Everything changed in the 1980s, however, with the advent of Reagan, Thatcher and Chicago School economists who preached the alignment of management with shareholders in the name of "efficiency". In effect, "efficiency" came to mean short-term earnings to the detriment of long-term organisation-building; what was touted as "wealth creation" was actually "wealth capture", from suppliers, clients and employees as well as competitors, on the grandest scale since the robber barons. Its purest expression was private equity."

It would be all too easy to rip into the assumption that management is somehow ‘neutral’ in the struggle between labour and capital. Of course it isn’t – if it was management wouldn’t measure success by profits and dividends.

But let’s not get hung up on the terminology intrinsic to different world views because, stripped of this default assumption, there is something in the idea behind his phraseology. I do think ‘organisationally based’ representatives of capital can often be more attentive to the social ecology necessary to ensure long term business growth than the disembodied concerns of pure finance capital. & that social ecology undoubtedly includes both suppliers, customers, regulators and even employees.

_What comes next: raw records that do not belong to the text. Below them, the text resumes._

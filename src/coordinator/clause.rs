//! Administrative topology-change clauses
//!
//! The command-parsing layer hands the coordinator one [`AlterClause`] per
//! statement, with host/port lists already tokenized. [`AlterClause::analyze`]
//! is the validation pass; [`NodeRegistry::apply`](super::registry::NodeRegistry::apply)
//! runs it and then performs the mutation.

use crate::common::{validate_host_port, Error, Result};
use crate::coordinator::registry::{validate_broker_name, NodeRole};
use serde::{Deserialize, Serialize};

/// One `ALTER SYSTEM` clause.
#[derive(Debug, Clone, PartialEq, Eq, Serialize, Deserialize)]
#[serde(tag = "type", rename_all = "snake_case")]
pub enum AlterClause {
    /// `ADD {BACKEND|COMPUTE NODE|FRONTEND|BROKER} host:port[,...]`
    AddNodes {
        role: NodeRole,
        host_ports: Vec<String>,
    },
    /// `DROP <role> host:port[,...]`
    DropNodes {
        role: NodeRole,
        host_ports: Vec<String>,
    },
    /// `MODIFY {BACKEND|FRONTEND} HOST src TO dest`
    ModifyHost {
        role: NodeRole,
        src_host: String,
        dest_host: String,
    },
    /// `MODIFY BROKER NAME name {ADD|DROP|DROP ALL} ...`
    ModifyBroker { name: String, op: BrokerOp },
}

#[derive(Debug, Clone, PartialEq, Eq, Serialize, Deserialize)]
#[serde(tag = "op", rename_all = "snake_case")]
pub enum BrokerOp {
    Add { host_ports: Vec<String> },
    Drop { host_ports: Vec<String> },
    DropAll,
}

/// Every entry must parse, and there must be at least one.
fn check_host_ports(role: &str, host_ports: &[String]) -> Result<()> {
    if host_ports.is_empty() {
        return Err(Error::EmptyAddressList);
    }
    for hp in host_ports {
        validate_host_port(hp).map_err(|e| match e {
            Error::InvalidAddress(detail) => {
                Error::InvalidAddress(format!("{} host or port is wrong! {}", role, detail))
            }
            other => other,
        })?;
    }
    Ok(())
}

impl AlterClause {
    /// Syntactic validation without touching the registry.
    ///
    /// Name resolution for host migrations is left to the registry, which
    /// owns the resolver.
    pub fn analyze(&self) -> Result<()> {
        match self {
            AlterClause::AddNodes { role, host_ports }
            | AlterClause::DropNodes { role, host_ports } => {
                if *role == NodeRole::Broker {
                    return Err(Error::InvalidClause(
                        "brokers are managed with MODIFY BROKER NAME".into(),
                    ));
                }
                check_host_ports(role.as_str(), host_ports)
            }
            AlterClause::ModifyHost {
                role,
                src_host,
                dest_host,
            } => {
                if !matches!(role, NodeRole::Backend | NodeRole::Frontend) {
                    return Err(Error::InvalidClause(format!(
                        "MODIFY HOST is not supported for {} nodes",
                        role
                    )));
                }
                if src_host.trim().is_empty() || dest_host.trim().is_empty() {
                    return Err(Error::InvalidAddress("source and destination hosts are required".into()));
                }
                Ok(())
            }
            AlterClause::ModifyBroker { name, op } => {
                validate_broker_name(name)?;
                match op {
                    BrokerOp::Add { host_ports } | BrokerOp::Drop { host_ports } => {
                        check_host_ports("broker", host_ports)
                    }
                    BrokerOp::DropAll => Ok(()),
                }
            }
        }
    }
}
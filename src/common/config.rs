//! Configuration for tabletd components
//!
//! Values come from an optional TOML file layered under `TABLETD__*`
//! environment variables (e.g. `TABLETD__COORDINATOR__MAX_RETRIES=3`).
//! Every field has a default, so an empty configuration is valid.

use serde::{Deserialize, Serialize};
use std::net::SocketAddr;
use std::path::{Path, PathBuf};
use std::time::Duration;

/// Default config file looked up in the working directory.
pub const DEFAULT_CONFIG_FILE: &str = "tabletd.toml";

/// Environment variable naming an explicit config file.
pub const CONFIG_PATH_ENV: &str = "TABLETD_CONFIG";

/// Global configuration
#[derive(Debug, Clone, Serialize, Deserialize)]
pub struct Config {
    /// Node ID (unique identifier)
    #[serde(default = "default_node_id")]
    pub node_id: String,

    /// Logging level
    #[serde(default = "default_log_level")]
    pub log_level: String,

    /// Coordinator-specific config
    #[serde(default)]
    pub coordinator: CoordinatorConfig,

    /// Worker-specific config
    #[serde(default)]
    pub worker: WorkerConfig,
}

fn default_node_id() -> String {
    "coord-1".to_string()
}

fn default_log_level() -> String {
    "info".to_string()
}

impl Default for Config {
    fn default() -> Self {
        Self {
            node_id: default_node_id(),
            log_level: default_log_level(),
            coordinator: CoordinatorConfig::default(),
            worker: WorkerConfig::default(),
        }
    }
}

impl Config {
    /// Load from `$TABLETD_CONFIG`, falling back to `tabletd.toml`.
    /// A missing file is not an error.
    pub fn load() -> crate::Result<Self> {
        let path = std::env::var(CONFIG_PATH_ENV).unwrap_or_else(|_| DEFAULT_CONFIG_FILE.into());
        Self::load_from(path)
    }

    /// Load from a specific file (optional) plus the environment.
    pub fn load_from(path: impl AsRef<Path>) -> crate::Result<Self> {
        let path = path.as_ref();
        let settings = config::Config::builder()
            .add_source(
                config::File::from(path)
                    .format(config::FileFormat::Toml)
                    .required(false),
            )
            .add_source(
                config::Environment::with_prefix("TABLETD")
                    .prefix_separator("__")
                    .separator("__"),
            )
            .build()?;
        let config: Config = settings.try_deserialize()?;
        config.validate()?;
        Ok(config)
    }

    pub fn validate(&self) -> crate::Result<()> {
        let c = &self.coordinator;
        if c.task_timeout_ms == 0 {
            return Err(crate::Error::InvalidConfig(
                "coordinator.task_timeout_ms must be positive".into(),
            ));
        }
        if c.check_deadline_ms == 0 {
            return Err(crate::Error::InvalidConfig(
                "coordinator.check_deadline_ms must be positive".into(),
            ));
        }
        if c.max_in_flight_tasks == 0 {
            return Err(crate::Error::InvalidConfig(
                "coordinator.max_in_flight_tasks must be positive".into(),
            ));
        }
        if c.check_interval_ms == 0 {
            return Err(crate::Error::InvalidConfig(
                "coordinator.check_interval_ms must be positive".into(),
            ));
        }
        Ok(())
    }
}

/// Coordinator configuration
#[derive(Debug, Clone, Serialize, Deserialize)]
pub struct CoordinatorConfig {
    /// Bind address for the admin HTTP API
    #[serde(default = "default_coord_bind")]
    pub bind_addr: SocketAddr,

    /// JSON file describing tablets and their replicas
    #[serde(default)]
    pub catalog_path: Option<PathBuf>,

    /// Timeout of a single consistency RPC attempt
    #[serde(default = "default_task_timeout")]
    pub task_timeout_ms: u64,

    /// Extra attempts after a retriable transport failure
    #[serde(default = "default_max_retries")]
    pub max_retries: u32,

    /// Upper bound on one whole tablet check
    #[serde(default = "default_check_deadline")]
    pub check_deadline_ms: u64,

    /// Cluster-wide cap on concurrently running agent tasks
    #[serde(default = "default_max_in_flight")]
    pub max_in_flight_tasks: usize,

    /// Period of the background consistency scheduler
    #[serde(default = "default_check_interval")]
    pub check_interval_ms: u64,

    /// Set to false to only run checks on demand
    #[serde(default = "default_true")]
    pub scheduler_enabled: bool,

    /// Number of reports kept for `/admin/consistency/history`
    #[serde(default = "default_history_capacity")]
    pub history_capacity: usize,
}

fn default_coord_bind() -> SocketAddr {
    SocketAddr::from(([0, 0, 0, 0], 8030))
}
fn default_task_timeout() -> u64 {
    5_000
}
fn default_max_retries() -> u32 {
    2
}
fn default_check_deadline() -> u64 {
    30_000
}
fn default_max_in_flight() -> usize {
    256
}
fn default_check_interval() -> u64 {
    10_000
}
fn default_true() -> bool {
    true
}
fn default_history_capacity() -> usize {
    1_000
}

impl Default for CoordinatorConfig {
    fn default() -> Self {
        Self {
            bind_addr: default_coord_bind(),
            catalog_path: None,
            task_timeout_ms: default_task_timeout(),
            max_retries: default_max_retries(),
            check_deadline_ms: default_check_deadline(),
            max_in_flight_tasks: default_max_in_flight(),
            check_interval_ms: default_check_interval(),
            scheduler_enabled: true,
            history_capacity: default_history_capacity(),
        }
    }
}

impl CoordinatorConfig {
    pub fn task_timeout(&self) -> Duration {
        Duration::from_millis(self.task_timeout_ms)
    }

    pub fn check_deadline(&self) -> Duration {
        Duration::from_millis(self.check_deadline_ms)
    }

    pub fn check_interval(&self) -> Duration {
        Duration::from_millis(self.check_interval_ms)
    }
}

/// Reference worker configuration
#[derive(Debug, Clone, Serialize, Deserialize)]
pub struct WorkerConfig {
    /// Bind address for the worker RPC endpoint
    #[serde(default = "default_worker_bind")]
    pub bind_addr: SocketAddr,

    /// JSON file with replicas to serve at startup
    #[serde(default)]
    pub data_path: Option<PathBuf>,
}

fn default_worker_bind() -> SocketAddr {
    SocketAddr::from(([0, 0, 0, 0], 9060))
}

impl Default for WorkerConfig {
    fn default() -> Self {
        Self {
            bind_addr: default_worker_bind(),
            data_path: None,
        }
    }
}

This, surely, is another way of thinking about the debate around 'embeddedness' which the economic sociologists are so keen on.

There's an intellectual space here which a wise and forward thinking political left might seek to colonise. A space where concepts of social solidarity - remember Orwell said the basic purpose of socialism was 'human brotherhood' (sic) -could be intertwined with alternative notions of 'efficiency'; a space where at least some of the holders of the technical skills necessary to co-ordinating complex organisations might even be partially won over to the idea of greater workplace democracy. A space, if you like, where the idea of socialism might once again attempt to start being about the future and not the past.


The trick, however, would be to find this space without succumbing to the illusions of 40 years ago and the potential for the 'white hot heat of the technological revolution'.